More expensive that not doing it?
posted by chavenet at 10:14 AM on September 19 [9 favorites]


"Whoever can figure out how to incorporate future climate impacts into a market price for carbon will win a Nobel Prize for economics."

Why do I feel like ultimately this will just mean being charged for the air that you breathe?
posted by GoblinHoney at 10:15 AM on September 19 [3 favorites]


More expensive that not doing it?

More expensive than not emitting the CO2 in the first place.
posted by Definitely Not Sean Spicer at 10:19 AM on September 19 [8 favorites]


Since that involves developing time travel on top of a huge alternative energy program, I'm not hopeful on that count.
posted by Naberius at 10:21 AM on September 19 [4 favorites]


What I mean by "too expensive" is that the filtering, compression and pumping of carbon dioxide needs energy for it to occur. So if the cost choice is between "run a natural gas plant with no CCS" and "run a natural gas plant with CCS", the no CCS option is obviously going to win. You and I agree that "no CCS" plan does not take into account the overall economic costs of climate change and too much CO2 in the air, but obviously republicans and the current president doesn't agree. That's why a "price" for carbon needs to be factored into energy & gas/oil production, because otherwise driven by cost, the CO2-emitting projects will always win.

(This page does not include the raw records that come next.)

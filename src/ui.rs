use chrono::Local;
use tokio::sync::mpsc::UnboundedSender;

use crate::api::admin::Appointment;
use crate::app::AppEvent;
use crate::state_machine::SessionStatus;
use crate::store::{slot_label, Message, MessageKind, Role};

/// One parsed line of terminal input.
#[derive(Debug, Clone, PartialEq, Eq)]
pub enum Command {
    /// Plain text for the agent.
    Say(String),
    /// Choose slot N from the latest offer (1-based).
    Pick(usize),
    /// Toggle voice capture.
    Mic,
    /// Discard an in-progress capture.
    MicCancel,
    /// Open the appointment monitor.
    Admin,
    /// Close the appointment monitor.
    Close,
    /// Cancel an appointment by id (asks for confirmation).
    Cancel(String),
    Help,
    Quit,
    Empty,
    Unknown(String),
}

impl Command {
    pub fn parse(line: &str) -> Command {
        let line = line.trim();
        if line.is_empty() {
            return Command::Empty;
        }

        if let Some(rest) = line.strip_prefix('/') {
            let mut parts = rest.split_whitespace();
            return match parts.next().unwrap_or("") {
                "mic" => match parts.next() {
                    None => Command::Mic,
                    Some("cancel") | Some("stop") => Command::MicCancel,
                    Some(_) => Command::Unknown(rest.to_string()),
                },
                "pick" => match parts.next().and_then(|n| n.parse().ok()) {
                    Some(n) => Command::Pick(n),
                    None => Command::Unknown(rest.to_string()),
                },
                "admin" => Command::Admin,
                "close" => Command::Close,
                "cancel" => match parts.next() {
                    Some(id) => Command::Cancel(id.to_string()),
                    None => Command::Unknown(rest.to_string()),
                },
                "help" => Command::Help,
                "quit" | "exit" => Command::Quit,
                other => Command::Unknown(other.to_string()),
            };
        }

        // A bare small number picks a slot from the latest offer.
        if line.len() <= 2 {
            if let Ok(n) = line.parse::<usize>() {
                return Command::Pick(n);
            }
        }

        Command::Say(line.to_string())
    }
}

pub fn render_message(message: &Message) {
    match message.role {
        Role::User => println!("  you › {}", message.text),
        Role::Agent => match &message.kind {
            MessageKind::Plain => println!(" aura › {}", message.text),
            MessageKind::SlotOptions(slots) => {
                println!(" aura › {}", message.text);
                for (i, slot) in slots.iter().enumerate() {
                    println!("        [{}] {}", i + 1, slot_label(*slot));
                }
                if !slots.is_empty() {
                    println!("        (pick one with /pick <n> or just the number)");
                }
            }
            MessageKind::Confirmation => {
                println!("        ══ BOOKING CONFIRMED ══");
                println!(" aura › {}", message.text);
            }
        },
    }
}

pub fn render_status(status: SessionStatus) {
    match status {
        SessionStatus::Thinking => println!("        … thinking"),
        SessionStatus::Listening => {
            println!("        ● listening — speak, then /mic to send, /mic cancel to discard")
        }
        SessionStatus::Success => println!("        ✓ booked"),
        SessionStatus::Idle => {}
    }
}

pub fn render_admin_table(appointments: &[Appointment]) {
    println!("── appointments ──────────────────────────────────────────────");
    if appointments.is_empty() {
        println!("  (none yet)");
        return;
    }
    println!(
        "  {:<12} {:<16} {:<24} {:<18} {}",
        "id", "client", "service", "time", "status"
    );
    for appt in appointments {
        println!(
            "  {:<12} {:<16} {:<24} {:<18} {}",
            appt.id,
            appt.name,
            appt.service,
            appt.start
                .with_timezone(&Local)
                .format("%b %e %I:%M %p")
                .to_string(),
            appt.status.as_str()
        );
    }
}

pub fn render_help() {
    println!("Type a message and press Enter to talk to the booking agent.");
    println!("  /mic          start voice capture (again to send, '/mic cancel' to discard)");
    println!("  /pick <n>     choose an offered time slot");
    println!("  /admin        open the appointment monitor");
    println!("  /cancel <id>  cancel an appointment (asks for confirmation)");
    println!("  /close        close the appointment monitor");
    println!("  /quit         exit");
}

/// Feed stdin lines into the event loop from a plain blocking thread.
pub fn spawn_input_thread(events: UnboundedSender<AppEvent>) {
    std::thread::spawn(move || {
        let stdin = std::io::stdin();
        let mut line = String::new();
        loop {
            line.clear();
            match stdin.read_line(&mut line) {
                Ok(0) => {
                    let _ = events.send(AppEvent::Quit);
                    break;
                }
                Ok(_) => {
                    if events.send(AppEvent::Line(line.clone())).is_err() {
                        break;
                    }
                }
                Err(e) => {
                    log::error!("stdin read failed: {}", e);
                    let _ = events.send(AppEvent::Quit);
                    break;
                }
            }
        }
    });
}
use chrono::{DateTime, TimeZone, Utc};
use reqwest::Client;
use serde::{Deserialize, Serialize};

use super::{parse_instant, TransportError};

/// One prior turn in the shape the agent protocol expects. Agent turns
/// travel as `assistant`.
#[derive(Debug, Clone, Serialize)]
pub struct HistoryEntry {
    pub role: &'static str,
    pub content: String,
}

#[derive(Debug, Serialize)]
struct ChatRequest<'a> {
    session_id: &'a str,
    message: &'a str,
    history: &'a [HistoryEntry],
}

#[derive(Debug, Deserialize)]
struct ChatResponse {
    text: String,
    #[serde(default)]
    data: Option<ReplyData>,
}

#[derive(Debug, Deserialize)]
#[serde(tag = "type", rename_all = "lowercase")]
enum ReplyData {
    Slots {
        #[serde(default)]
        slots: Vec<SlotEntry>,
    },
    Confirmation,
    // The backend also tags replies we don't render specially; treat any
    // unknown tag as plain text.
    #[serde(other)]
    Unknown,
}

/// The two shapes slot entries arrive in: a bare timestamp, or an object
/// exposing a start field.
#[derive(Debug, Deserialize)]
#[serde(untagged)]
enum SlotEntry {
    Plain(RawInstant),
    Object { start: RawInstant },
}

#[derive(Debug, Deserialize)]
#[serde(untagged)]
enum RawInstant {
    Millis(i64),
    Text(String),
}

impl SlotEntry {
    fn resolve(self) -> Option<DateTime<Utc>> {
        let raw = match self {
            SlotEntry::Plain(raw) => raw,
            SlotEntry::Object { start } => start,
        };
        match raw {
            RawInstant::Millis(ms) => Utc.timestamp_millis_opt(ms).single(),
            RawInstant::Text(s) => parse_instant(&s),
        }
    }
}

/// A decoded agent reply, already normalized: slot entries are a flat list
/// of instants regardless of how the wire spelled them.
#[derive(Debug, Clone, PartialEq)]
pub struct AgentReply {
    pub text: String,
    pub kind: ReplyKind,
}

#[derive(Debug, Clone, PartialEq)]
pub enum ReplyKind {
    Plain,
    Slots(Vec<DateTime<Utc>>),
    Confirmation,
}

#[derive(Clone)]
pub struct DialogueClient {
    client: Client,
    base_url: String,
}

impl DialogueClient {
    pub fn new(base_url: String) -> Self {
        Self {
            client: Client::new(),
            base_url,
        }
    }

    /// Send one conversational turn and decode the structured reply.
    pub async fn send(
        &self,
        session_id: &str,
        message: &str,
        history: &[HistoryEntry],
    ) -> Result<AgentReply, TransportError> {
        let request = ChatRequest {
            session_id,
            message,
            history,
        };

        let response = self
            .client
            .post(format!("{}/chat", self.base_url))
            .json(&request)
            .send()
            .await?;

        let status = response.status();
        let body = response.text().await?;

        if !status.is_success() {
            return Err(TransportError::Status { status, body });
        }

        let parsed: ChatResponse =
            serde_json::from_str(&body).map_err(|e| TransportError::Decode(e.to_string()))?;
        Ok(decode_reply(parsed))
    }
}

fn decode_reply(response: ChatResponse) -> AgentReply {
    let kind = match response.data {
        Some(ReplyData::Slots { slots }) => {
            let total = slots.len();
            let resolved: Vec<DateTime<Utc>> =
                slots.into_iter().filter_map(SlotEntry::resolve).collect();
            if resolved.len() < total {
                log::warn!("Dropped {} unparseable slot entries", total - resolved.len());
            }
            ReplyKind::Slots(resolved)
        }
        Some(ReplyData::Confirmation) => ReplyKind::Confirmation,
        Some(ReplyData::Unknown) | None => ReplyKind::Plain,
    };

    AgentReply {
        text: response.text,
        kind,
    }
}
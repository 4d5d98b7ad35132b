use serde::{Deserialize, Serialize};
use std::path::PathBuf;

#[derive(Debug, Clone, Serialize, Deserialize)]
#[serde(default)]
pub struct Config {
    /// Base address of the booking agent (chat + admin endpoints).
    pub api_url: String,
    /// Whisper-compatible transcription endpoint used for voice capture.
    pub stt_api_url: String,
    pub stt_api_key: String,
    pub stt_model: String,
    /// Host speech synthesizer command for spoken replies.
    pub tts_command: String,
    /// Preferred synthesizer voice, matched by name (first match wins).
    pub preferred_voice: String,
}

impl Default for Config {
    fn default() -> Self {
        Self {
            api_url: "http://localhost:8000".to_string(),
            stt_api_url: "https://api.groq.com/openai/v1".to_string(),
            stt_api_key: String::new(),
            stt_model: "whisper-large-v3-turbo".to_string(),
            tts_command: "espeak-ng".to_string(),
            preferred_voice: "english".to_string(),
        }
    }
}

impl Config {
    pub fn config_path() -> PathBuf {
        let config_dir = dirs::config_dir()
            .unwrap_or_else(|| PathBuf::from("~/.config"))
            .join("aura-booking");
        config_dir.join("config.toml")
    }

    pub fn load() -> Self {
        let path = Self::config_path();

        if path.exists() {
            match std::fs::read_to_string(&path) {
                Ok(contents) => match toml::from_str::<Config>(&contents) {
                    Ok(config) => {
                        log::info!("Loaded config from {}", path.display());
                        return config.with_env_overrides();
                    }
                    Err(e) => {
                        log::warn!("Failed to parse config: {}. Using defaults.", e);
                    }
                },
                Err(e) => {
                    log::warn!("Failed to read config: {}. Using defaults.", e);
                }
            }
        }

        let config = Config::default().with_env_overrides();
        // Save defaults on first run
        let _ = config.save();
        config
    }

    pub fn save(&self) -> Result<(), Box<dyn std::error::Error>> {
        let path = Self::config_path();
        if let Some(parent) = path.parent() {
            std::fs::create_dir_all(parent)?;
        }
        let contents = toml::to_string_pretty(self)?;
        std::fs::write(&path, contents)?;
        log::info!("Saved config to {}", path.display());
        Ok(())
    }

    /// `AURA_API_URL` overrides the agent address; env keys fill empty fields.
    fn with_env_overrides(mut self) -> Self {
        if let Ok(url) = std::env::var("AURA_API_URL") {
            if !url.is_empty() {
                self.api_url = url;
            }
        }
        if self.stt_api_key.is_empty() {
            if let Ok(key) = std::env::var("GROQ_API_KEY") {
                self.stt_api_key = key;
            }
        }
        self
    }
}
use chrono::{DateTime, Local, TimeZone, Utc};

#[derive(Debug, Clone, Copy, PartialEq, Eq)]
pub enum Role {
    User,
    Agent,
}

/// Reply shape. The payload rides in the variant: slot menus carry their
/// instants, confirmations carry nothing beyond the text summary.
#[derive(Debug, Clone, PartialEq)]
pub enum MessageKind {
    Plain,
    SlotOptions(Vec<DateTime<Utc>>),
    Confirmation,
}

/// One conversational turn. Immutable once appended.
#[derive(Debug, Clone, PartialEq)]
pub struct Message {
    pub role: Role,
    pub text: String,
    pub kind: MessageKind,
}

impl Message {
    pub fn user(text: impl Into<String>) -> Self {
        Self {
            role: Role::User,
            text: text.into(),
            kind: MessageKind::Plain,
        }
    }

    pub fn agent(text: impl Into<String>) -> Self {
        Self {
            role: Role::Agent,
            text: text.into(),
            kind: MessageKind::Plain,
        }
    }
}

/// Append-only log of turns — the single thing the renderer reads. Entries
/// are never edited, reordered or removed.
#[derive(Debug, Default)]
pub struct MessageStore {
    messages: Vec<Message>,
}

impl MessageStore {
    pub fn append(&mut self, message: Message) -> &[Message] {
        self.messages.push(message);
        &self.messages
    }

    pub fn messages(&self) -> &[Message] {
        &self.messages
    }
}

/// Short local-time label for a slot, e.g. "02:30 PM".
pub fn slot_label(slot: DateTime<Utc>) -> String {
    slot_label_in(slot, &Local)
}

pub fn slot_label_in<Tz: TimeZone>(slot: DateTime<Utc>, tz: &Tz) -> String
where
    Tz::Offset: std::fmt::Display,
{
    slot.with_timezone(tz).format("%I:%M %p").to_string()
}

/// The submission a slot pick stands for.
pub fn slot_command(slot: DateTime<Utc>) -> String {
    format!("Book {}", slot_label(slot))
}
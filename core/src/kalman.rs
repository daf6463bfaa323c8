//! Error-state extended Kalman filter.
//!
//! The filter carries a nominal [`NavigationState`] propagated with the strapdown mechanization
//! ([`crate::forward`]) and a 9×9 covariance over the error state `[δp, δv, δθ]`. Predictions
//! append a step to the owned [`Trajectory`]; measurement updates correct the latest step in
//! place. A correction that cannot be computed (singular innovation covariance or non-finite
//! result) leaves the filter untouched and is reported through [`FilterError`].

use std::fmt::{self, Debug, Display};

use log::{debug, trace};
use nalgebra::{Matrix3, Vector3};

use crate::config::{CovarianceUpdate, FilterConfig};
use crate::error::{FilterError, Result};
use crate::linalg::{ErrorState, Matrix9, Matrix9x3, chol_solve_spd, is_finite, symmetrize};
use crate::linearize::{process_noise_covariance, process_noise_jacobian, state_transition_jacobian};
use crate::measurements::{MeasurementModel, Sensor};
use crate::rotations::Quaternion;
use crate::trajectory::Trajectory;
use crate::{ImuData, NavigationState, forward};

/// Outcome of an applied measurement update
#[derive(Clone, Debug, PartialEq)]
pub struct Correction {
    pub sensor: Sensor,
    /// Measurement residual `z - h(x)`
    pub innovation: Vector3<f64>,
    /// Error-state estimate `K (z - h(x))` that was injected into the nominal state
    pub error_state: ErrorState,
    /// Kalman gain used for the update
    pub gain: Matrix9x3,
}

/// Error-state EKF over position, velocity, and attitude.
///
/// # Example
///
/// ```rust
/// use eskf::config::FilterConfig;
/// use eskf::kalman::ErrorStateKalmanFilter;
/// use eskf::measurements::PositionMeasurement;
/// use eskf::ImuData;
/// use nalgebra::Vector3;
///
/// let mut filter = ErrorStateKalmanFilter::from_ground_truth(
///     FilterConfig::default(),
///     Vector3::zeros(),
///     Vector3::new(1.0, 0.0, 0.0),
///     Vector3::zeros(),
///     0.0,
/// ).unwrap();
/// let imu = ImuData::new(Vector3::new(0.0, 0.0, 9.81), Vector3::zeros());
/// filter.predict(&imu, 0.1).unwrap();
/// let fix = PositionMeasurement::gnss(0.1, Vector3::new(0.1, 0.0, 0.0), 0.1);
/// let correction = filter.update(&fix).unwrap();
/// assert!(correction.innovation.norm() < 1e-12);
/// assert_eq!(filter.step(), 1);
/// ```
#[derive(Clone)]
pub struct ErrorStateKalmanFilter {
    config: FilterConfig,
    gravity: Vector3<f64>,
    state: NavigationState,
    covariance: Matrix9,
    time: f64,
    trajectory: Trajectory,
}
impl Debug for ErrorStateKalmanFilter {
    fn fmt(&self, f: &mut fmt::Formatter<'_>) -> fmt::Result {
        f.debug_struct("ESKF")
            .field("time", &self.time)
            .field("step", &self.step())
            .field("state", &self.state)
            .field("covariance_diagonal", &self.covariance.diagonal().as_slice())
            .field("attitude_coupling", &self.config.attitude_coupling)
            .field("covariance_update", &self.config.covariance_update)
            .finish()
    }
}
impl Display for ErrorStateKalmanFilter {
    fn fmt(&self, f: &mut fmt::Formatter<'_>) -> fmt::Result {
        write!(
            f,
            "ErrorStateKalmanFilter {{ t: {:.4} s, step: {}, {} }}",
            self.time,
            self.step(),
            self.state
        )
    }
}
impl ErrorStateKalmanFilter {
    /// Create a filter from an initial state and covariance
    ///
    /// # Arguments
    ///
    /// * `config` - Filter configuration; validated before use
    /// * `initial_state` - Nominal state at `t0`
    /// * `initial_covariance` - Error-state covariance at `t0`; symmetrized on entry
    /// * `t0` - Time of the initial state in seconds
    pub fn new(
        config: FilterConfig,
        initial_state: NavigationState,
        initial_covariance: Matrix9,
        t0: f64,
    ) -> Result<ErrorStateKalmanFilter> {
        config.validate()?;
        if !is_finite(&initial_covariance) {
            return Err(FilterError::Config(
                "initial covariance must be finite".into(),
            ));
        }
        let covariance = symmetrize(&initial_covariance);
        let mut trajectory = Trajectory::new();
        trajectory.push(t0, initial_state, covariance);
        Ok(ErrorStateKalmanFilter {
            gravity: config.gravity(),
            config,
            state: initial_state,
            covariance,
            time: t0,
            trajectory,
        })
    }
    /// Seed the filter from ground truth with zero initial covariance
    ///
    /// # Arguments
    ///
    /// * `position`, `velocity` - Navigation-frame position (m) and velocity (m/s)
    /// * `euler` - Roll, pitch, yaw in radians
    pub fn from_ground_truth(
        config: FilterConfig,
        position: Vector3<f64>,
        velocity: Vector3<f64>,
        euler: Vector3<f64>,
        t0: f64,
    ) -> Result<ErrorStateKalmanFilter> {
        let state = NavigationState::from_euler(position, velocity, euler[0], euler[1], euler[2]);
        Self::new(config, state, Matrix9::zeros(), t0)
    }
    pub fn config(&self) -> &FilterConfig {
        &self.config
    }
    /// Current nominal state
    pub fn state(&self) -> &NavigationState {
        &self.state
    }
    /// Current error-state covariance
    pub fn covariance(&self) -> &Matrix9 {
        &self.covariance
    }
    /// Time of the current step in seconds
    pub fn time(&self) -> f64 {
        self.time
    }
    /// Index of the current step; the initial condition is step 0
    pub fn step(&self) -> usize {
        self.trajectory.len().saturating_sub(1)
    }
    pub fn trajectory(&self) -> &Trajectory {
        &self.trajectory
    }
    pub fn into_trajectory(self) -> Trajectory {
        self.trajectory
    }
    /// Predict step: propagate the nominal state and error covariance over `dt`
    ///
    /// $$
    /// P_k = F P_{k-1} F^T + L Q L^T
    /// $$
    ///
    /// followed by symmetrization. Appends step `k` to the trajectory.
    ///
    /// # Arguments
    ///
    /// * `imu_data` - Inertial sample taken at the previous step
    /// * `dt` - Time step in seconds; must be finite and strictly positive
    pub fn predict(&mut self, imu_data: &ImuData, dt: f64) -> Result<()> {
        let timestamp = self.time + dt;
        self.propagate(imu_data, dt, timestamp)
    }
    /// Predict up to an absolute timestamp.
    ///
    /// Same as [`ErrorStateKalmanFilter::predict`] with `dt = timestamp - time()`, but the new
    /// step is stamped with `timestamp` exactly so that it lines up with the inertial stream.
    pub fn predict_to(&mut self, imu_data: &ImuData, timestamp: f64) -> Result<()> {
        let dt = timestamp - self.time;
        self.propagate(imu_data, dt, timestamp)
    }
    fn propagate(&mut self, imu_data: &ImuData, dt: f64, timestamp: f64) -> Result<()> {
        let step = self.step() + 1;
        if !(dt > 0.0) || !dt.is_finite() {
            return Err(FilterError::NonPositiveTimeStep { step, dt });
        }
        // Jacobian is linearized about the state before propagation
        let f = state_transition_jacobian(
            &self.state,
            &imu_data.accel,
            dt,
            self.config.attitude_coupling,
        );
        let l = process_noise_jacobian();
        let q = process_noise_covariance(
            dt,
            self.config.imu.accel_variance,
            self.config.imu.gyro_variance,
        );
        let mut state = forward(&self.state, imu_data, &self.gravity, dt);
        state.orientation = self.renormalize(step, state.orientation);
        let covariance = symmetrize(&(f * self.covariance * f.transpose() + l * q * l.transpose()));

        self.state = state;
        self.covariance = covariance;
        self.time = timestamp;
        self.trajectory.push(timestamp, state, covariance);
        trace!("step {step}: predicted {state}");
        Ok(())
    }
    /// Update step: correct the current step with an absolute-position measurement
    ///
    /// $$
    /// \begin{aligned}
    /// S &= H P H^T + R \\\\
    /// K &= P H^T S^{-1} \\\\
    /// \delta x &= K (z - h(x)) \\\\
    /// P &= (I - K H) P
    /// \end{aligned}
    /// $$
    ///
    /// Position and velocity corrections are added directly; the attitude correction is
    /// applied as `q ← q(δθ) ⊗ q`. The gain is obtained by a Cholesky solve of `S X = H P`
    /// rather than an explicit inverse. With [`CovarianceUpdate::Joseph`] the covariance is
    /// updated as `(I - K H) P (I - K H)ᵀ + K R Kᵀ` instead.
    ///
    /// # Errors
    ///
    /// * [`FilterError::SingularInnovation`] if `S` is not positive definite
    /// * [`FilterError::NonFiniteCorrection`] if the corrected state or covariance would not
    ///   be finite
    ///
    /// In both cases the state, covariance, and trajectory are left unchanged.
    pub fn update<M: MeasurementModel + ?Sized>(&mut self, measurement: &M) -> Result<Correction> {
        let sensor = measurement.sensor();
        let h = measurement.get_jacobian();
        let r = measurement
            .get_noise()
            .unwrap_or_else(|| Matrix3::identity() * self.config.variance_for(sensor));
        let p = self.covariance;

        let s = h * p * h.transpose() + r;
        // S X = H P  =>  K = Xᵀ = P Hᵀ S⁻¹ for symmetric P and S
        let x = chol_solve_spd(&s, &(h * p)).ok_or(FilterError::SingularInnovation { sensor })?;
        let gain: Matrix9x3 = x.transpose();

        let innovation = measurement.get_vector() - measurement.get_expected_measurement(&self.state);
        let error_state: ErrorState = gain * innovation;

        let i_kh = Matrix9::identity() - gain * h;
        let covariance = symmetrize(&match self.config.covariance_update {
            CovarianceUpdate::Standard => i_kh * p,
            CovarianceUpdate::Joseph => i_kh * p * i_kh.transpose() + gain * r * gain.transpose(),
        });

        let delta_p = error_state.fixed_rows::<3>(0).into_owned();
        let delta_v = error_state.fixed_rows::<3>(3).into_owned();
        let delta_theta = error_state.fixed_rows::<3>(6).into_owned();
        let orientation = self.renormalize(
            self.step(),
            Quaternion::from_axis_angle(&delta_theta).quat_mult_right(&self.state.orientation),
        );
        let state = NavigationState {
            position: self.state.position + delta_p,
            velocity: self.state.velocity + delta_v,
            orientation,
        };
        if !is_finite(&state.to_vector()) || !is_finite(&covariance) {
            return Err(FilterError::NonFiniteCorrection { sensor });
        }

        self.state = state;
        self.covariance = covariance;
        if let Some((last_state, last_covariance)) = self.trajectory.last_mut() {
            *last_state = state;
            *last_covariance = covariance;
        }
        trace!(
            "step {}: {} innovation {:?}, gain diagonal {:?}",
            self.step(),
            sensor,
            innovation.as_slice(),
            gain.fixed_view::<3, 3>(0, 0).diagonal().as_slice()
        );
        Ok(Correction {
            sensor,
            innovation,
            error_state,
            gain,
        })
    }
    /// Renormalize a composed quaternion once its norm has drifted past the tolerance
    fn renormalize(&self, step: usize, q: Quaternion) -> Quaternion {
        let drift = (q.norm() - 1.0).abs();
        if drift > self.config.normalization_tolerance {
            debug!("step {step}: renormalizing attitude quaternion (norm drift {drift:.3e})");
            q.normalize()
        } else {
            q
        }
    }
}
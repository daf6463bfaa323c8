//! Error taxonomy for the filter and its drivers.
//!
//! Faults fall into two groups. Structural faults (bad time ordering, malformed streams,
//! divergence) halt a run. Per-update numerical faults (a singular innovation covariance or a
//! correction that would inject non-finite values) are contained: the engine leaves its state
//! untouched and the driver reports the skipped update and carries on.

use crate::measurements::Sensor;

/// Errors raised by the error-state filter, its configuration, and the run drivers
#[derive(Debug, thiserror::Error)]
pub enum FilterError {
    /// Consecutive inertial timestamps did not strictly increase
    #[error("non-positive time step {dt} s while predicting step {step}")]
    NonPositiveTimeStep { step: usize, dt: f64 },
    /// Innovation covariance `S = H P Hᵀ + R` is not positive definite
    #[error("innovation covariance for {sensor} update is singular")]
    SingularInnovation { sensor: Sensor },
    /// The correction would write NaN or infinity into the state or covariance
    #[error("{sensor} update produced a non-finite correction")]
    NonFiniteCorrection { sensor: Sensor },
    /// A health check failed after a step
    #[error("filter diverged at step {step}: {reason}")]
    Divergence { step: usize, reason: String },
    /// Trajectory index outside `0..len`
    #[error("step {step} is out of range for a trajectory of length {len}")]
    StepOutOfRange { step: usize, len: usize },
    /// Input streams with mismatched lengths or misordered timestamps
    #[error("malformed stream: {0}")]
    MalformedStream(String),
    /// Deserialized trajectory columns of different lengths
    #[error("malformed trajectory: {0}")]
    MalformedTrajectory(String),
    /// Configuration failed to parse or validate
    #[error("invalid configuration: {0}")]
    Config(String),
    #[error(transparent)]
    Io(#[from] std::io::Error),
}

impl FilterError {
    /// True for faults that only invalidate a single measurement update.
    ///
    /// Drivers skip the update and continue when this returns `true`; anything else halts the
    /// run.
    pub fn is_recoverable(&self) -> bool {
        matches!(
            self,
            FilterError::SingularInnovation { .. } | FilterError::NonFiniteCorrection { .. }
        )
    }
}

/// Result alias used across the crate
pub type Result<T> = std::result::Result<T, FilterError>;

In 2007, communities were falling over themselves to host "clean coal" and CCS plants, which would have been heavily subsidized by the Department of Energy, and almost every single commercial-scale project failed to get off the ground (except for the ADM Illinois project, which is a little different, since it deals with ethanol instead of electricity production). The reason? Cost, basically, and the writing on the wall that congress was not going to do anything about carbon.

Implementation for renewable technologies can be more expensive, and less reliable, so combining them with some natural gas with CCS would have to be part of the carbon neutral solution.

Just another reason to vote Democrat in Nov, of course.
posted by Hermeowne Grangepurr at 10:46 AM on September 19 [4 favorites]


Since that involves developing time travel on top of a huge alternative energy program, I'm not hopeful on that count.

The whole point is that a huge alternative energy program is going to be more cost effective in the long run than trying to recycle carbon with a ridiculously inefficient process.
posted by Definitely Not Sean Spicer at 11:03 AM on September 19 [4 favorites]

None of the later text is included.